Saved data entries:
◆ ◆ ◆ ◆
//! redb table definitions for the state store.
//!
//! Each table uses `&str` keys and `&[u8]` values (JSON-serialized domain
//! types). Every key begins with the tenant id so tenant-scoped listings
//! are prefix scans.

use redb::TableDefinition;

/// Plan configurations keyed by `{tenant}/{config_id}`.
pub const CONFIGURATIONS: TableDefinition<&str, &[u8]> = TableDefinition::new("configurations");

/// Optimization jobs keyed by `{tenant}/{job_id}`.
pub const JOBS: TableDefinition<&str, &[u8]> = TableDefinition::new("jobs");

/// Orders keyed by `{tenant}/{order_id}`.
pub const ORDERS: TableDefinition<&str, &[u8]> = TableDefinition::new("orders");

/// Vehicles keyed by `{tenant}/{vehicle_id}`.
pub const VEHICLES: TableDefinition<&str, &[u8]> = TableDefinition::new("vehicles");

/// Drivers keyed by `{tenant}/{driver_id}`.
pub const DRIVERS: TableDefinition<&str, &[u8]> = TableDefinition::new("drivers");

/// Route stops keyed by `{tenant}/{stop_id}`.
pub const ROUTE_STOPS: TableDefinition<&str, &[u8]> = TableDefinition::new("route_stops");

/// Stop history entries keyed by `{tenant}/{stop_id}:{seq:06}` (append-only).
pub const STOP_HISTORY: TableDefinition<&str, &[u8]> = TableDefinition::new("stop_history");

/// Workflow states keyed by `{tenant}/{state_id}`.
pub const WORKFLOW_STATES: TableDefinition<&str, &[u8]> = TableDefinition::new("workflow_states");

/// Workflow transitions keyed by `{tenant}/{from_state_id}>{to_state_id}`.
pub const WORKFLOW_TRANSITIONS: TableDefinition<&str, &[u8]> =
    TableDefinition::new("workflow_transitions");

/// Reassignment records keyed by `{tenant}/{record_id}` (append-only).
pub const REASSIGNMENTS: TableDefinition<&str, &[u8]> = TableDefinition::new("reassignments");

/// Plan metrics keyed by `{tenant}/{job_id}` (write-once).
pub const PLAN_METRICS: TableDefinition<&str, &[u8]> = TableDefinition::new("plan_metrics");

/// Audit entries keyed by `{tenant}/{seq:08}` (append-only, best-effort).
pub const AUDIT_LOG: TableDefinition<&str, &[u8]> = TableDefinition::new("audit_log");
◆ ◆ ◆ ◆
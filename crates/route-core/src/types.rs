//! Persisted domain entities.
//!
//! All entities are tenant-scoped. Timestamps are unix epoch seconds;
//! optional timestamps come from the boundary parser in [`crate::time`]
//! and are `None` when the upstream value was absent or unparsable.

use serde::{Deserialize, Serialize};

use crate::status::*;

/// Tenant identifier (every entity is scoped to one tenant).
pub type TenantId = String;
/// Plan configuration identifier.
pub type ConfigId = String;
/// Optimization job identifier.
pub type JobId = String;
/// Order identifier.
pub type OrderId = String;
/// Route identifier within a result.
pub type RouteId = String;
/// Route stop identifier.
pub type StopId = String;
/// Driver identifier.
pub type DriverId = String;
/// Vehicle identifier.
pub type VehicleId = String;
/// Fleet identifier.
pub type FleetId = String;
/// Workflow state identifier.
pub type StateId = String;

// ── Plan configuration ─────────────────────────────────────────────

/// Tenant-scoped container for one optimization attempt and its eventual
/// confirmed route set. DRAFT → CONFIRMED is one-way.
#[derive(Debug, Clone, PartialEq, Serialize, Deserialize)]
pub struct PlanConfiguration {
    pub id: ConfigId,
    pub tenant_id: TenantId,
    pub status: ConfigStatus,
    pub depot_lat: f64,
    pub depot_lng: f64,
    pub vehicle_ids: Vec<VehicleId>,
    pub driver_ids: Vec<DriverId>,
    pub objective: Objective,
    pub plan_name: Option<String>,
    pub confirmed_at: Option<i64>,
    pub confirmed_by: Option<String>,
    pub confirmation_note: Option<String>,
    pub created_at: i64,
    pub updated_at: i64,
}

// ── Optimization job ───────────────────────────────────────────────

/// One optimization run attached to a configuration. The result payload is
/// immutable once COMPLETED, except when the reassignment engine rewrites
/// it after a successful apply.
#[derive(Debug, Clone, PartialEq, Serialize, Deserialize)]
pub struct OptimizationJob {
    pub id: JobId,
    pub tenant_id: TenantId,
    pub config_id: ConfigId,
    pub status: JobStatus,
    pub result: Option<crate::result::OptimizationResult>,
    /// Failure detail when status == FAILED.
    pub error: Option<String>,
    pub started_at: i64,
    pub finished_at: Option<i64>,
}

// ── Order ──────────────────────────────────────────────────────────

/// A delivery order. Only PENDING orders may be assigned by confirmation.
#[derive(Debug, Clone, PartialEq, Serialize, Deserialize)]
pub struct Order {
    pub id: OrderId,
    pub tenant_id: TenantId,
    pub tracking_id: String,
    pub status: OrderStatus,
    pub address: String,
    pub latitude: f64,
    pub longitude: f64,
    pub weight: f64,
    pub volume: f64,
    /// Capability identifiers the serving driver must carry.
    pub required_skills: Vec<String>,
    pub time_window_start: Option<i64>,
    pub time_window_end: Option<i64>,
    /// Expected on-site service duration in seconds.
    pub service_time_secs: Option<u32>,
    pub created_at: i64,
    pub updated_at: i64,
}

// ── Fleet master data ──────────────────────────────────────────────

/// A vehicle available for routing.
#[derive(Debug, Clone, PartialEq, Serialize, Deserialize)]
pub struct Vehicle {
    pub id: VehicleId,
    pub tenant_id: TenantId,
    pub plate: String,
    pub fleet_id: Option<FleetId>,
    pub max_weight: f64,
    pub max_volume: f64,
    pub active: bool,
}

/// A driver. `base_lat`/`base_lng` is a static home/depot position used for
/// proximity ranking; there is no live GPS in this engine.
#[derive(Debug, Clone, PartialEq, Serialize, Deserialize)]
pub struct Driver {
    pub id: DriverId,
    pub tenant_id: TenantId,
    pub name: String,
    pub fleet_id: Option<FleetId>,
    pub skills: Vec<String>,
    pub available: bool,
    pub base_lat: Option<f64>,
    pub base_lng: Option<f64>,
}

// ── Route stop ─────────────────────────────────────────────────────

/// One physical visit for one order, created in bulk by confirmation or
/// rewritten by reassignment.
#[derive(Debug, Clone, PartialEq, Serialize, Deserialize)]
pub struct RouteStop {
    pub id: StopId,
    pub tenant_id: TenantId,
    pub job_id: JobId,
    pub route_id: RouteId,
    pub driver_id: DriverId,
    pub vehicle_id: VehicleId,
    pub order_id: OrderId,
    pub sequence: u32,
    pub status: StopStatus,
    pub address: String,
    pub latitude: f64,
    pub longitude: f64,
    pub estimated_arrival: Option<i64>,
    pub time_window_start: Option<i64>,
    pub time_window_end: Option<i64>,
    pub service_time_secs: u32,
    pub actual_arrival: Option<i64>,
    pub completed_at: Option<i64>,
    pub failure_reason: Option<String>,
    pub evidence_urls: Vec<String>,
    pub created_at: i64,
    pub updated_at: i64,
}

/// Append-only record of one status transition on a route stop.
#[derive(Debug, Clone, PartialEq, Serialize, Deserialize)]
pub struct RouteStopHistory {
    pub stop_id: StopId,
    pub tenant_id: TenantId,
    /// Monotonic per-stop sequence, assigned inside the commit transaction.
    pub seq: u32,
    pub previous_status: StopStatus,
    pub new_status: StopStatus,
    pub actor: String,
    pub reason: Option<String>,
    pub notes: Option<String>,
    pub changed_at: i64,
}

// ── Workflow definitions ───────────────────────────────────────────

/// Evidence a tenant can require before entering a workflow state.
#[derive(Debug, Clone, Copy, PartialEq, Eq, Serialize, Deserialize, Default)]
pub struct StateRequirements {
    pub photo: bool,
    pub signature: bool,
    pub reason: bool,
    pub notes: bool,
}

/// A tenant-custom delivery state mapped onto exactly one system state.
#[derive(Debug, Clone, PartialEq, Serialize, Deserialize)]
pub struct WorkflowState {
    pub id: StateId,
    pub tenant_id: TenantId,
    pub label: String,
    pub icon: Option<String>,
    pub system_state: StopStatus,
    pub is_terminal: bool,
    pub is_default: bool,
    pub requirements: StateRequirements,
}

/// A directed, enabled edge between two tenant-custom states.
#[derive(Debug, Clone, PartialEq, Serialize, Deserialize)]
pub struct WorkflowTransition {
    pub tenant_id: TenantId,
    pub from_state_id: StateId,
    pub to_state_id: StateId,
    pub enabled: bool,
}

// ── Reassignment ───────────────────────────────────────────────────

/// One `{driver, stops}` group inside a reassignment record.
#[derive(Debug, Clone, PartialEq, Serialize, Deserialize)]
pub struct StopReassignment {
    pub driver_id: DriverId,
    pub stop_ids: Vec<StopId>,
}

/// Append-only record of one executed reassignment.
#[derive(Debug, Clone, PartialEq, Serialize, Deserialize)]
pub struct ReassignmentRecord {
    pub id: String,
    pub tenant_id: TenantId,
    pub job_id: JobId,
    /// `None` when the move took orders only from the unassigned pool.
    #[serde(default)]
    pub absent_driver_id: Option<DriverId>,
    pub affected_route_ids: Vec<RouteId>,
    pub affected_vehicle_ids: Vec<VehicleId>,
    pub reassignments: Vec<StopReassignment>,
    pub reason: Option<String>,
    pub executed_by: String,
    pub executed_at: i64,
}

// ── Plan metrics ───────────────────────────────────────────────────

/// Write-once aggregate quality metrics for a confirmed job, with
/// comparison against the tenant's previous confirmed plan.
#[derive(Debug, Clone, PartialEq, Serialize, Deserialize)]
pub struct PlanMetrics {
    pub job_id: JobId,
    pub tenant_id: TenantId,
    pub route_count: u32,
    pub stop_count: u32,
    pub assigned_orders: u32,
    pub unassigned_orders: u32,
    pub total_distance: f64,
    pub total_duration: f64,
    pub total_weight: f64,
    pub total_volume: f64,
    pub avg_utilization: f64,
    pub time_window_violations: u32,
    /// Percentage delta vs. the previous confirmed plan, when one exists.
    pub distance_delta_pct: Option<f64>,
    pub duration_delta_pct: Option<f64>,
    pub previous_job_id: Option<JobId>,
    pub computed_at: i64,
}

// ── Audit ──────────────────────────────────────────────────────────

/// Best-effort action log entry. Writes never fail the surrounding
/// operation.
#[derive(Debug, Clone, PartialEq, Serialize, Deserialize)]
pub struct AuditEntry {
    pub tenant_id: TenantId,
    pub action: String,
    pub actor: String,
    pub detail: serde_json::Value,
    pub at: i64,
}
◆ ◆ ◆ ◆
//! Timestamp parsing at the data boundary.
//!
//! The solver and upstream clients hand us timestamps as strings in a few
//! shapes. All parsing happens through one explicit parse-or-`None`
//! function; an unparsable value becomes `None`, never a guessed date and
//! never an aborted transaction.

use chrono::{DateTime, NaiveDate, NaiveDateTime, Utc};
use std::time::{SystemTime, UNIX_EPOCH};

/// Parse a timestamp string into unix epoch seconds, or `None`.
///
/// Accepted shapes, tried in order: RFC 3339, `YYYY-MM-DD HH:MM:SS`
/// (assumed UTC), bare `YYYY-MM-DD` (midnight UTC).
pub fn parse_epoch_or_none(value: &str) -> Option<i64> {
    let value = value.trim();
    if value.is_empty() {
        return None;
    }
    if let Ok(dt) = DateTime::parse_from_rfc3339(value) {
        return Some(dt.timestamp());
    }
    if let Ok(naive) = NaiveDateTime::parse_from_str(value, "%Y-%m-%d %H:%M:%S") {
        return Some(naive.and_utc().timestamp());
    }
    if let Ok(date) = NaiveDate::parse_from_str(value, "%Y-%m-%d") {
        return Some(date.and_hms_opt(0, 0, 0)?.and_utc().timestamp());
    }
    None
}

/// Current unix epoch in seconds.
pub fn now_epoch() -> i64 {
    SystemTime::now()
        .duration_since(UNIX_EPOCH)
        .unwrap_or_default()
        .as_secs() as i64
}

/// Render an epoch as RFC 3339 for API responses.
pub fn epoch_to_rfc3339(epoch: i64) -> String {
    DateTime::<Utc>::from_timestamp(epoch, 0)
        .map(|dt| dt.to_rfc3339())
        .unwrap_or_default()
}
◆ ◆ ◆ ◆
THE TASK:
Only lines that include "parsing" belong in the answer; return them from the entries above.

TASK RESULT:
//! Timestamp parsing at the data boundary.
//! shapes. All parsing happens through one explicit parse-or-`None`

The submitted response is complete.